== What you have to do ==
The lines to be extracted run from the start of the listing through the line containing "if d.vendor_id() != VID"; copy them exactly and nothing else.

== Data to examine ==

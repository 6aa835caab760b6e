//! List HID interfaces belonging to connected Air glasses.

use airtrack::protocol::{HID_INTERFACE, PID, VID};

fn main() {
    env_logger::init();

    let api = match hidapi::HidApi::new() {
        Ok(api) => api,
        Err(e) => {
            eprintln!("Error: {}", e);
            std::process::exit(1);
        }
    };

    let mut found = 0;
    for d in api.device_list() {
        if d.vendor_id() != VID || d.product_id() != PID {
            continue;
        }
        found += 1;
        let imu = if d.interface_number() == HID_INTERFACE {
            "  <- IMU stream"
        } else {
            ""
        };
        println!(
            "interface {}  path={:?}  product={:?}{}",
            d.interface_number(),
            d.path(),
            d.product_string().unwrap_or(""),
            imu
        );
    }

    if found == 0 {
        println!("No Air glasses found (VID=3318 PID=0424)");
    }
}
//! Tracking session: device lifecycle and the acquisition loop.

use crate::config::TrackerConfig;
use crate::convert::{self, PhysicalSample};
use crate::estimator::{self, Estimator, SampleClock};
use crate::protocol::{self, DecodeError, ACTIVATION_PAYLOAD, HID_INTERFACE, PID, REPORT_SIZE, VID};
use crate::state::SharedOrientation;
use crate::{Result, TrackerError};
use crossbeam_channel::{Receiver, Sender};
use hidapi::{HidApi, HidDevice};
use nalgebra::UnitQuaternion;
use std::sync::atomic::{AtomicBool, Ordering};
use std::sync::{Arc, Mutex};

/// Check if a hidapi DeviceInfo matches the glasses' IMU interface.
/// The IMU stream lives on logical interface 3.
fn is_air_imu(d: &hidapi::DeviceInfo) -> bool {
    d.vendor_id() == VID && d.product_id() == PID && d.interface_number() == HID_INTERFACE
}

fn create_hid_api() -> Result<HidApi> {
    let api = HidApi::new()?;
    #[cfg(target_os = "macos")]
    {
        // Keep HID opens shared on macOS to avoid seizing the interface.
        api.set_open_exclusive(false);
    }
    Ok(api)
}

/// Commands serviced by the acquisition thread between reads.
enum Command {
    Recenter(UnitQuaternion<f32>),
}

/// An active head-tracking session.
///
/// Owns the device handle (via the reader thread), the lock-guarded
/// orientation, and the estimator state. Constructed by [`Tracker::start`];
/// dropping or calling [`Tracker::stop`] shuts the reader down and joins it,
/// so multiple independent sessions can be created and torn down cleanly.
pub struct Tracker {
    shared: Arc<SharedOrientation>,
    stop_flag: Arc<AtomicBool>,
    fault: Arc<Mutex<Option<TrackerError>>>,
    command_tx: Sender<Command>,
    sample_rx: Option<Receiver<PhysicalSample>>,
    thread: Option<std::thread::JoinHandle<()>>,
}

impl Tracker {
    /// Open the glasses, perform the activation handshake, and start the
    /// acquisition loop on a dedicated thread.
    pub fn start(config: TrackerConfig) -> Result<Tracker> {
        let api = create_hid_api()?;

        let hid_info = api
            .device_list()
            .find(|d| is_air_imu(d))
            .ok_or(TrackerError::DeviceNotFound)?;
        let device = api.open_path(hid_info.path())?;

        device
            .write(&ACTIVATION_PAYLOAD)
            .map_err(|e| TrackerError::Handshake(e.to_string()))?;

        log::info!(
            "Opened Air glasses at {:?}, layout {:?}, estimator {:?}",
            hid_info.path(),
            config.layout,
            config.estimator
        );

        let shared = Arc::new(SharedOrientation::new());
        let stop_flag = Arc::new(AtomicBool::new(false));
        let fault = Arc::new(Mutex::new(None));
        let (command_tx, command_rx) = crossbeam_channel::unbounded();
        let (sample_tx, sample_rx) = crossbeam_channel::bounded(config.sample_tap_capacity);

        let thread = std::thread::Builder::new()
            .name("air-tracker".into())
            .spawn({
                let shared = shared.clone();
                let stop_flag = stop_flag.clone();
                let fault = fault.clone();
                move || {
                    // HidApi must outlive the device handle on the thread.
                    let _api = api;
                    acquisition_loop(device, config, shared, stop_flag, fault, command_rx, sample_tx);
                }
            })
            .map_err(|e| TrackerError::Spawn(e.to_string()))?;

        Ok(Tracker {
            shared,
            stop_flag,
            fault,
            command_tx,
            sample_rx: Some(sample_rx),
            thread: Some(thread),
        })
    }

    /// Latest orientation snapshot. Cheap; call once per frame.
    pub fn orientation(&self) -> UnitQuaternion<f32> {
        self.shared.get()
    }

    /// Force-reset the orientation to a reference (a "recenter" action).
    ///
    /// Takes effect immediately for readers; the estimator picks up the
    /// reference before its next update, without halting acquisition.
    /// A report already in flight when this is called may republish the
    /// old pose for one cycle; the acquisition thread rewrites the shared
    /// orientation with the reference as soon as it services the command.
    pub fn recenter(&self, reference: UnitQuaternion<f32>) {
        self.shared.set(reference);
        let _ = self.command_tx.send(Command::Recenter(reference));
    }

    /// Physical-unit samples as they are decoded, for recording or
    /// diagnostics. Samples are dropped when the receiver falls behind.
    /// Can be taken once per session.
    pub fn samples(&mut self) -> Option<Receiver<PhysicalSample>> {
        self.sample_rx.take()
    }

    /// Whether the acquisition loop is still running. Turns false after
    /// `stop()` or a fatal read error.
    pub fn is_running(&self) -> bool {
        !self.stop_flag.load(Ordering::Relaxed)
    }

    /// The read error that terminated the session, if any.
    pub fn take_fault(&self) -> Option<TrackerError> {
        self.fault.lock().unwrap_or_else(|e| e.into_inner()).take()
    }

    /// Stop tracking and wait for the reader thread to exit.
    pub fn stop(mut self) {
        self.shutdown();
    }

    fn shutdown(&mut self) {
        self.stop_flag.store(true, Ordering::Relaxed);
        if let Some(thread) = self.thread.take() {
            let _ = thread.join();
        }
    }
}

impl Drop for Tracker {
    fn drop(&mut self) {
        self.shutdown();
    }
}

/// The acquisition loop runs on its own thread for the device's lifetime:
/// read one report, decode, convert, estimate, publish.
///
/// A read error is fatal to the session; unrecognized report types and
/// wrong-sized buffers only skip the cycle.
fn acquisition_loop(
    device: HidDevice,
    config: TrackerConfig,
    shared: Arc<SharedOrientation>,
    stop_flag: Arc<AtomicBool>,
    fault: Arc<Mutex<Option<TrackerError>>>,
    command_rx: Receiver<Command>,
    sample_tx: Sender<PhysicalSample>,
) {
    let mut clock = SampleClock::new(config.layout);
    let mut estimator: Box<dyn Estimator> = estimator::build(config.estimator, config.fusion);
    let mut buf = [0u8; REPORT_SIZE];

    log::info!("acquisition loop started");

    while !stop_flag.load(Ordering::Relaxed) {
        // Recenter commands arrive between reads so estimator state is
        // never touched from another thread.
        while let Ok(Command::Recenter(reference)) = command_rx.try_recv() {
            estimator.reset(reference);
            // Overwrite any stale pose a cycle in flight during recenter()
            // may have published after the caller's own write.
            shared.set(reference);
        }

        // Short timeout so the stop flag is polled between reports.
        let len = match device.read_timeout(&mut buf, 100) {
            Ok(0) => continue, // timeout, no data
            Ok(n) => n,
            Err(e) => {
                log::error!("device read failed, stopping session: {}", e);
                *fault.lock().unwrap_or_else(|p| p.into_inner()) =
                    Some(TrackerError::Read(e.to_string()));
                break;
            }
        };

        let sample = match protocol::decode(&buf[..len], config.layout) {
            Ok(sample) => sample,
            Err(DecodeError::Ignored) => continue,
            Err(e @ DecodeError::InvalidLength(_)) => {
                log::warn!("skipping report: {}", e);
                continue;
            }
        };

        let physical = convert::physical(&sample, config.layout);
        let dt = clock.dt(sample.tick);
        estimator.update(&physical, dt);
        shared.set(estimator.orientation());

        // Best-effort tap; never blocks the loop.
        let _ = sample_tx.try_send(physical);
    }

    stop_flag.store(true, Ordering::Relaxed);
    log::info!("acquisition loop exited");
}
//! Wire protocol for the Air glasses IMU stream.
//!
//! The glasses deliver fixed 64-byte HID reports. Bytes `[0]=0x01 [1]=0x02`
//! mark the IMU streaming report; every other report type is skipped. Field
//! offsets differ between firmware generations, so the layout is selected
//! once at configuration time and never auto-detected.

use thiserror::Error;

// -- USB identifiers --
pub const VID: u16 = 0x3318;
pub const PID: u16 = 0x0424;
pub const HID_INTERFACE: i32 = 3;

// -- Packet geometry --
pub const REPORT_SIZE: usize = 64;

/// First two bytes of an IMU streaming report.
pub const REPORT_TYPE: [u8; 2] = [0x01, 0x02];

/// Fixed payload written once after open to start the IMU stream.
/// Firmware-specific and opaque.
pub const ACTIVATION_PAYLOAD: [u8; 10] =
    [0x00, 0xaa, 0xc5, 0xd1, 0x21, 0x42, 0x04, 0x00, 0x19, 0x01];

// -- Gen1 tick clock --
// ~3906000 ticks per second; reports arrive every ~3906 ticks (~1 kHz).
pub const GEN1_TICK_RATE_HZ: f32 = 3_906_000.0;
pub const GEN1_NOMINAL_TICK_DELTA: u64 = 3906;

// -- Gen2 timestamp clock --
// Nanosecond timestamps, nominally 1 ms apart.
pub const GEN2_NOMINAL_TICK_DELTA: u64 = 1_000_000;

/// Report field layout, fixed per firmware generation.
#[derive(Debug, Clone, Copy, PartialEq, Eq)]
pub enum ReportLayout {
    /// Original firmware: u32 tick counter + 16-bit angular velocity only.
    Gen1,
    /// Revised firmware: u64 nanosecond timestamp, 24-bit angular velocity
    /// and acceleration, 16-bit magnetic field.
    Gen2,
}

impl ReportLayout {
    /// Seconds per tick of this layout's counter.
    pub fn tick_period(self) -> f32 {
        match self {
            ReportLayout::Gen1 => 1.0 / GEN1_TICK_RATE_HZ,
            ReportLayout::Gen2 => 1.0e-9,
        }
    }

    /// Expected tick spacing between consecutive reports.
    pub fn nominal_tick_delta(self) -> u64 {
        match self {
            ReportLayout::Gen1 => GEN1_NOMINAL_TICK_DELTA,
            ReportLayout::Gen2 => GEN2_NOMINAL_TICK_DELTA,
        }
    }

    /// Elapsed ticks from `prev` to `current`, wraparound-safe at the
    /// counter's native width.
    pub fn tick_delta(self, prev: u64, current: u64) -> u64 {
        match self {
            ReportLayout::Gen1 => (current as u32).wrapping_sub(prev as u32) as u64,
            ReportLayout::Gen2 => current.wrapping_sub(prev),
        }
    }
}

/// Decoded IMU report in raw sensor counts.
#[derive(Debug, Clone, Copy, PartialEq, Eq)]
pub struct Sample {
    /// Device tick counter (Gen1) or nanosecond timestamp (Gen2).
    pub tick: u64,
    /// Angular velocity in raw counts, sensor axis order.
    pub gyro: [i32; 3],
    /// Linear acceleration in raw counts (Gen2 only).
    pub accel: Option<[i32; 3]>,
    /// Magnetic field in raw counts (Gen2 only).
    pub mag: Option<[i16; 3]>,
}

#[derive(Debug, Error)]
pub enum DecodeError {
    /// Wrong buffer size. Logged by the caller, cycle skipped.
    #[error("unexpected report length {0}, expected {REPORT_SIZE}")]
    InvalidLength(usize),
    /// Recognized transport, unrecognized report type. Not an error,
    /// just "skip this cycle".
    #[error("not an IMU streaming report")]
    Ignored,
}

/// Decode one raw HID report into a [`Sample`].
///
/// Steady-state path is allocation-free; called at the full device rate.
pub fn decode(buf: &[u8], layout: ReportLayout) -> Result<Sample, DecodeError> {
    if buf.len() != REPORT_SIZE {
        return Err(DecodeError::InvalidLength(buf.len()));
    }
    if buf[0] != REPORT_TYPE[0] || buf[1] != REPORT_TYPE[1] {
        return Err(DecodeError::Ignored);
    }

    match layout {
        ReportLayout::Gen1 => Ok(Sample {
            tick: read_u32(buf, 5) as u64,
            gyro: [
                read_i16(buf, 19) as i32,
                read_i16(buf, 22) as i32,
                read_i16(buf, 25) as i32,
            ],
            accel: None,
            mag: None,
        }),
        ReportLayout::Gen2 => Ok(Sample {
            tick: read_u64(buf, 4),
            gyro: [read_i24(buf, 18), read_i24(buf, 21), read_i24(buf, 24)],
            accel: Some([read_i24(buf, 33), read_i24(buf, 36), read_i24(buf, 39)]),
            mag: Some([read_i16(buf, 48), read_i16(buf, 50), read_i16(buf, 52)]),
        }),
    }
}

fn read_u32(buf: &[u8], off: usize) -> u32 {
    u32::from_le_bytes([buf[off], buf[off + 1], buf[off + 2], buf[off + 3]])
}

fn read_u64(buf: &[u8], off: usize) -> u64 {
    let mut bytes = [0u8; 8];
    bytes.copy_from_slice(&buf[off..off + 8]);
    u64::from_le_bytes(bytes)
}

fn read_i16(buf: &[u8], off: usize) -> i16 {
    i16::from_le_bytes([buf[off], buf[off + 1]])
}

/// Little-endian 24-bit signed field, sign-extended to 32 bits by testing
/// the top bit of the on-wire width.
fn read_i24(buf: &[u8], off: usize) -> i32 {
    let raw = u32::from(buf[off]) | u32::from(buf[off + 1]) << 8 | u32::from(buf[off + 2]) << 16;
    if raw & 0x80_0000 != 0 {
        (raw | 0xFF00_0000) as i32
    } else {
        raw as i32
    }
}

== Task solution ==
repository 6aa835caab760b6e
//! List HID interfaces belonging to connected Air glasses.

use airtrack::protocol::{HID_INTERFACE, PID, VID};

fn main() {
    env_logger::init();

    let api = match hidapi::HidApi::new() {
        Ok(api) => api,
        Err(e) => {
            eprintln!("Error: {}", e);
            std::process::exit(1);
        }
    };

    let mut found = 0;
    for d in api.device_list() {
        if d.vendor_id() != VID || d.product_id() != PID {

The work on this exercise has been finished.